Veg and vegan friendly
Fiji roti is a very simple type of flat bread. This recipe, Indian in origin, is a staple side or accompaniment to most Indian curries or meals. It is a very simple recipe but can be a bit difficult to master. It takes a lot of practice to get perfect so patience is the key. Although simple, there is a lot of technique involved which can make it a challenging recipe to perfect on the first attempt.
The easiest and softest rotis can be achieved using plain white flour. However, if you want to eat a bit healthier, try wholemeal flour. Wholemeal rotis require a softer dough, meaning more water is added to the mixture. This can make rolling out the discs quite difficult and the rotis once cooked, are often tough and dry.
For this recipe I will assume that first timers will use plain white flour to achieve the best results.

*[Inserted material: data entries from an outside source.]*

//! Honeywell MPR Series Transducer over I²C
//!
//! ## Protocol
//!
//! One measurement is two bus transactions with a settle wait in between:
//!
//! ```text
//! write 0x18  [0xAA, 0x00, 0x00]        start conversion
//! wait  5 ms                            conversion settles
//! read  0x18  [status, msb, mid, lsb]   result
//! ```
//!
//! The read always pulls all four bytes, even when the status byte reports a
//! fault, so the next command starts on a clean bus.
//!
//! ## Status Byte
//!
//! ```text
//!  bit  7   6       5     4   3   2        1   0
//!      ┌───┬───────┬─────┬───┬───┬────────┬───┬─────────┐
//!      │ 0 │ power │ busy│ 0 │ 0 │ memory │ 0 │ math sat│
//!      └───┴───────┴─────┴───┴───┴────────┴───┴─────────┘
//! ```
//!
//! Faults are checked in the order busy, power, memory, math saturation. The
//! first one found wins and the pressure bytes are not interpreted.
//!
//! The power bit reads 1 on a powered device. Checking it is opt-in through
//! [`SensorConfig::with_power_check`]; by default a status of `0x00` decodes as
//! [`SensorStatus::Ok`].
//!
//! ## Pressure Bytes
//!
//! The count arrives most significant byte first and is reassembled as
//! `lsb + (mid << 8) + (msb << 16)`.

use embedded_hal::{delay::DelayNs, i2c::I2c};
use fugit::MillisDurationU32;

use crate::{
    constants::{
        sensor::{
            MPR_I2C_ADDRESS, RAW_COUNT_MAX, RESPONSE_LEN, START_CONVERSION_COMMAND,
            STATUS_BUSY_BIT, STATUS_MATH_SATURATION_BIT, STATUS_MEMORY_ERROR_BIT,
            STATUS_POWER_BIT,
        },
        timing::CONVERSION_SETTLE,
    },
    errors::{CuffResult, Error, SensorFault},
};

/// Raw 24-bit pressure count
#[derive(Debug, Clone, Copy, PartialEq, Eq, PartialOrd, Ord, Hash)]
#[cfg_attr(feature = "serde", derive(serde::Serialize, serde::Deserialize))]
pub struct RawReading(u32);

impl RawReading {
    /// Largest representable count, 2^24 − 1
    pub const MAX: u32 = RAW_COUNT_MAX;

    /// Wrap a count, rejecting anything wider than 24 bits
    pub const fn new(counts: u32) -> Option<Self> {
        if counts <= Self::MAX {
            Some(Self(counts))
        } else {
            None
        }
    }

    /// Reassemble the three pressure bytes in wire order (MSB, MID, LSB)
    pub const fn from_wire(bytes: [u8; 3]) -> Self {
        let [msb, mid, lsb] = bytes;
        Self((lsb as u32) + ((mid as u32) << 8) + ((msb as u32) << 16))
    }

    /// The count itself
    pub const fn counts(self) -> u32 {
        self.0
    }
}

/// Classification of the leading status byte
#[derive(Debug, Clone, Copy, PartialEq, Eq)]
pub enum SensorStatus {
    /// Conversion finished, pressure bytes are valid
    Ok,
    /// Conversion still running
    Busy,
    /// Power indication bit clear
    NotPowered,
    /// Calibration memory integrity failure
    MemoryError,
    /// Internal math saturation
    MathSaturation,
}

impl SensorStatus {
    /// Decode a status byte
    ///
    /// `check_power_bit` enables the `NotPowered` check (bit 6 clear).
    pub const fn decode(status: u8, check_power_bit: bool) -> Self {
        if status & STATUS_BUSY_BIT != 0 {
            SensorStatus::Busy
        } else if check_power_bit && status & STATUS_POWER_BIT == 0 {
            SensorStatus::NotPowered
        } else if status & STATUS_MEMORY_ERROR_BIT != 0 {
            SensorStatus::MemoryError
        } else if status & STATUS_MATH_SATURATION_BIT != 0 {
            SensorStatus::MathSaturation
        } else {
            SensorStatus::Ok
        }
    }

    /// The fault this status represents, `None` for `Ok`
    pub const fn fault(self) -> Option<SensorFault> {
        match self {
            SensorStatus::Ok => None,
            SensorStatus::Busy => Some(SensorFault::Busy),
            SensorStatus::NotPowered => Some(SensorFault::NotPowered),
            SensorStatus::MemoryError => Some(SensorFault::MemoryError),
            SensorStatus::MathSaturation => Some(SensorFault::MathSaturation),
        }
    }

    /// True when the pressure bytes can be trusted
    pub const fn is_ok(self) -> bool {
        matches!(self, SensorStatus::Ok)
    }
}

/// Decode a full 4-byte response
pub fn decode_response(
    response: &[u8; RESPONSE_LEN],
    check_power_bit: bool,
) -> Result<RawReading, SensorFault> {
    match SensorStatus::decode(response[0], check_power_bit).fault() {
        Some(fault) => Err(fault),
        None => Ok(RawReading::from_wire([response[1], response[2], response[3]])),
    }
}

/// Link configuration
#[derive(Debug, Clone, Copy, PartialEq)]
pub struct SensorConfig {
    address: u8,
    settle: MillisDurationU32,
    check_power_bit: bool,
}

impl Default for SensorConfig {
    fn default() -> Self {
        Self {
            address: MPR_I2C_ADDRESS,
            settle: CONVERSION_SETTLE,
            check_power_bit: false,
        }
    }
}

impl SensorConfig {
    /// Use a non-default 7-bit address (MPR parts are ordered with 0x08–0x78)
    pub fn with_address(mut self, address: u8) -> Self {
        self.address = address;
        self
    }

    /// Change the wait between command and read
    pub fn with_settle(mut self, settle: MillisDurationU32) -> Self {
        self.settle = settle;
        self
    }

    /// Report `NotPowered` when status bit 6 is clear
    pub fn with_power_check(mut self, enabled: bool) -> Self {
        self.check_power_bit = enabled;
        self
    }

    /// Bus address in use
    pub fn address(&self) -> u8 {
        self.address
    }

    /// Conversion settle wait
    pub fn settle(&self) -> MillisDurationU32 {
        self.settle
    }

    /// Whether the power bit is checked
    pub fn checks_power_bit(&self) -> bool {
        self.check_power_bit
    }
}

/// Exclusive owner of the I²C bus to the transducer
pub struct SensorLink<I2C, D> {
    i2c: I2C,
    delay: D,
    config: SensorConfig,
}

impl<I2C, D> SensorLink<I2C, D>
where
    I2C: I2c,
    D: DelayNs,
{
    /// Link at the default address
    pub fn new(i2c: I2C, delay: D) -> Self {
        Self::with_config(i2c, delay, SensorConfig::default())
    }

    /// Link with explicit configuration
    pub fn with_config(i2c: I2C, delay: D, config: SensorConfig) -> Self {
        Self { i2c, delay, config }
    }

    /// Active configuration
    pub fn config(&self) -> &SensorConfig {
        &self.config
    }

    /// Run one command/read cycle and return the raw count
    ///
    /// Blocks for the settle wait. Never retries.
    pub fn read_raw(&mut self) -> CuffResult<RawReading, I2C::Error> {
        let address = self.config.address;

        self.i2c
            .write(address, &START_CONVERSION_COMMAND)
            .map_err(Error::Bus)?;

        self.delay.delay_ms(self.config.settle.to_millis());

        let mut response = [0u8; RESPONSE_LEN];
        self.i2c.read(address, &mut response).map_err(Error::Bus)?;

        log_trace!(
            "mpr response {} {} {} {}",
            response[0],
            response[1],
            response[2],
            response[3]
        );

        decode_response(&response, self.config.check_power_bit).map_err(Error::Sensor)
    }

    /// Give the bus and delay back
    pub fn release(self) -> (I2C, D) {
        (self.i2c, self.delay)
    }
}
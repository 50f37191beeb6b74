//! Session Thresholds
//!
//! The operator deflates the cuff by hand; the device targets 4 mmHg/s with
//! ±0.5 mmHg/s tolerance. Boundary slopes count as out of band.

/// Inflation is complete once a reading is strictly above this (mmHg).
pub const INFLATION_TARGET_MMHG: f32 = 150.0;

/// Deflation sampling stops on the first reading strictly below this (mmHg).
pub const DEFLATION_STOP_MMHG: f32 = 30.0;

/// Target deflation rate (mmHg/s).
pub const TARGET_DEFLATION_RATE_MMHG_PER_S: f32 = 4.0;

/// Accepted deviation from the target rate (mmHg/s).
pub const DEFLATION_RATE_TOLERANCE_MMHG_PER_S: f32 = 0.5;

/// Slopes at or above this are too fast (mmHg/s).
pub const DEFLATION_TOO_FAST_MMHG_PER_S: f32 =
    TARGET_DEFLATION_RATE_MMHG_PER_S + DEFLATION_RATE_TOLERANCE_MMHG_PER_S;

/// Slopes at or below this are too slow (mmHg/s).
pub const DEFLATION_TOO_SLOW_MMHG_PER_S: f32 =
    TARGET_DEFLATION_RATE_MMHG_PER_S - DEFLATION_RATE_TOLERANCE_MMHG_PER_S;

You will need a few things to aid this process. They’re listed below.
Tawa (Similar to Crepe Pan)
A Flat Rolling Board (Chauki)
Rolling Pin (Belna)
Sifter or Strainer (Chalni)
2 Cups Plain Flour
250ml Boiling Water
1 Tbsp Oil
1/4 Cup Ghee (Clarified Butter) (Veg oil if vegan)
- First, reserve a handful of dry flour into a small plate. This will be used to dust the rotis while rolling them out
- Boil a kettle of water and meanwhile sift the flour into a deep bowl
- Once the water is ready, make a well in the middle of the dough and gradually add the water. Make sure you mix in small amounts to determine how much more water is needed to make it into a soft, springy dough. Too much water will make it very difficult to roll so be careful with the amount you mix in (you don’t have to use all the water)
- Next, combine the dough with your hands once it has cooled down enough to touch. Work it into a dough that feels springy
- Then take half of the oil and spread on to the dough. Work it through the dough to make it all come together. Use the remaining oil only if the dough looks dry. Too much oil will give them a strange taste when cooked
- Knead for a few minutes to smooth out the dough. Then divide it into small balls the size of your fist. Smooth out the edges and press down to form a disc
- Then dust your flat board lightly and use a rolling pin to make flat discs. Push the rolling pin outwards through the dough and turn frequently to make a uniform, round shape
- When it begins to stick to the board or rolling pin, lightly dust the dough on both sides and continue to roll out flat
- Make the rotis as flat as 1-2mm. Not too thick or they won’t cook through and not too thin, they won’t rise
- Roll them all out and place onto a dry surface. Be careful not to stack them or they will stick together
- Once they’re ready, heat the tawa to a high heat and brush lightly with ghee. Once it starts smoking lightly, place a roti onto the tawa. Cook for 5 seconds and flip over (use a pancake flipper or handle with a tea towel)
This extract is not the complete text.